Take from the material every line that contains the word "bool".

◆ Provided data ◆
BEGIN

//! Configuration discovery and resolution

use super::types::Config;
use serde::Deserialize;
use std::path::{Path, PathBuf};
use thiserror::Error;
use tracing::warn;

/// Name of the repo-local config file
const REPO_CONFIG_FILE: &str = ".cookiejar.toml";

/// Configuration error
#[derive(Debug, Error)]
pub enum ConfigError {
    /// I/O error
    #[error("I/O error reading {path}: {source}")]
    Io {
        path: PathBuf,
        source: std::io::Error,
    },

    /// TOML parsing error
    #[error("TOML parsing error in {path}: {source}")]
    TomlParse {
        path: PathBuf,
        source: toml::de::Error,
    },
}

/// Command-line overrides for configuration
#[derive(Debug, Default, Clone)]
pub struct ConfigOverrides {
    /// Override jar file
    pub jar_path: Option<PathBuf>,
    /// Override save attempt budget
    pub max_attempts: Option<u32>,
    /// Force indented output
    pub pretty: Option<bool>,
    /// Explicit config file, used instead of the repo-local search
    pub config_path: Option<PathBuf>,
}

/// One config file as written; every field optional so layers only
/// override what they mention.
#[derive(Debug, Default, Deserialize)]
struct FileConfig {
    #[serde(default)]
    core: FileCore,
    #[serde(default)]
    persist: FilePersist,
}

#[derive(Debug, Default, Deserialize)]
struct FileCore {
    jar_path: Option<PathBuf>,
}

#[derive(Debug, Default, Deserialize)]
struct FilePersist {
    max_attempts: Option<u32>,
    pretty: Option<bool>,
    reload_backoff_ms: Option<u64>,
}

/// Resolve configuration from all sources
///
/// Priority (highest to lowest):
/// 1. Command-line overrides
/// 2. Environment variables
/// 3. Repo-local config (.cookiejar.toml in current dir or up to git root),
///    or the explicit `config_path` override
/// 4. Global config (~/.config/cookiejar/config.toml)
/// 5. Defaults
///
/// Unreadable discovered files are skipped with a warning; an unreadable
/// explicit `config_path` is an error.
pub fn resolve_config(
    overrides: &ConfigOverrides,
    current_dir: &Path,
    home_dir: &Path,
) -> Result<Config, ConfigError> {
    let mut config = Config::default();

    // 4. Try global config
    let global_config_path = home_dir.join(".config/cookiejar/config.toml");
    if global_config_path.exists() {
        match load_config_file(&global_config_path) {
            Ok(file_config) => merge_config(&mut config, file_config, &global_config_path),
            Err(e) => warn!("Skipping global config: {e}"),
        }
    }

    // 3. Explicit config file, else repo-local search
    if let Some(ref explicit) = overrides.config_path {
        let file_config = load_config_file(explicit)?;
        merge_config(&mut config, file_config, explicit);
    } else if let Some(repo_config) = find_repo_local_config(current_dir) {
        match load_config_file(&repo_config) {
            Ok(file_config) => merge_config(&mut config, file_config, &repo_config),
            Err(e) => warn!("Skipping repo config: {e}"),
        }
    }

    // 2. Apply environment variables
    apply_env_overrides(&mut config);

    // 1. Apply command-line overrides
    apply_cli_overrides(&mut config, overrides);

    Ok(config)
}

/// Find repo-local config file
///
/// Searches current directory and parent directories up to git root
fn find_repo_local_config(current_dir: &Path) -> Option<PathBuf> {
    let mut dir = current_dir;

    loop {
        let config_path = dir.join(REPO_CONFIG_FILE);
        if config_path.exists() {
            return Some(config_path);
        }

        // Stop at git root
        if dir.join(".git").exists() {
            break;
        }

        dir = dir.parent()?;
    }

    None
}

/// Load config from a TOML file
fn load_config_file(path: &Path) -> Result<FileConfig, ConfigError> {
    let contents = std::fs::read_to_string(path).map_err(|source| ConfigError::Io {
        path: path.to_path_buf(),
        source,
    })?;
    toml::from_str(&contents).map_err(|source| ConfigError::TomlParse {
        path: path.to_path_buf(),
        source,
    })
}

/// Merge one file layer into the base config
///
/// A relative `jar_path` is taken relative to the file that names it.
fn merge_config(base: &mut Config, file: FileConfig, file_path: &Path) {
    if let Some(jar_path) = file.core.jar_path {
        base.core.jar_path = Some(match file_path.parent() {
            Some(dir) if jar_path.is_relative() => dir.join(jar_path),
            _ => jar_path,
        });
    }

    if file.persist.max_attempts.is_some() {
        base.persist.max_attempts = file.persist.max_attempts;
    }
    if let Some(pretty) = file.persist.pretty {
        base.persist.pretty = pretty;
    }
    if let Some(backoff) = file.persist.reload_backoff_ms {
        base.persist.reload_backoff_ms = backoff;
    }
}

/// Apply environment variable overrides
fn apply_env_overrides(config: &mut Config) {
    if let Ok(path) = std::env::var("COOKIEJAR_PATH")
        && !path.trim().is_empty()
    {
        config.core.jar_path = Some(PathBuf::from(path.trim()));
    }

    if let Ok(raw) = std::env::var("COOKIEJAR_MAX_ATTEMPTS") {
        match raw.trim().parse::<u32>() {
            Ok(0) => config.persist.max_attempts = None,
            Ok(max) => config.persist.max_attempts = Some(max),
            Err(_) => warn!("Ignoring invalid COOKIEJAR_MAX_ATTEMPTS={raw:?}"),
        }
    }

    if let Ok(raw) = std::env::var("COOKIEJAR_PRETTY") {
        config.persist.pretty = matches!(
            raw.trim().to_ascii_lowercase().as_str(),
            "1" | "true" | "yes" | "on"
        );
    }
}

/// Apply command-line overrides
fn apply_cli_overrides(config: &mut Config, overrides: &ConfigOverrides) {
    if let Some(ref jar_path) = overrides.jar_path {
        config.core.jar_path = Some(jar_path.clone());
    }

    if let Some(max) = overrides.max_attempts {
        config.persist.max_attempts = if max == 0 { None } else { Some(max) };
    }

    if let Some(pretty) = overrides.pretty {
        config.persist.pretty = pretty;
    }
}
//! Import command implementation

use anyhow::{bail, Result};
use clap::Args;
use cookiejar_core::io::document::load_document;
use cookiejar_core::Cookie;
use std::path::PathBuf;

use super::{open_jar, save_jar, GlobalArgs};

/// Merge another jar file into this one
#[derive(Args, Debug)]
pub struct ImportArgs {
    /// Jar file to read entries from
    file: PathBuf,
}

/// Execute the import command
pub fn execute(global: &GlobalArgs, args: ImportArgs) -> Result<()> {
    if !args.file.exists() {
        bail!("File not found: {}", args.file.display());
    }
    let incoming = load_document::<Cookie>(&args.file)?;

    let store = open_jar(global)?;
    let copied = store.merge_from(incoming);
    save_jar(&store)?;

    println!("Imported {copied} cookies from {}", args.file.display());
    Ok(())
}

END

◆ Answer to this exercise ◆
    pub pretty: Option<bool>,
    pretty: Option<bool>,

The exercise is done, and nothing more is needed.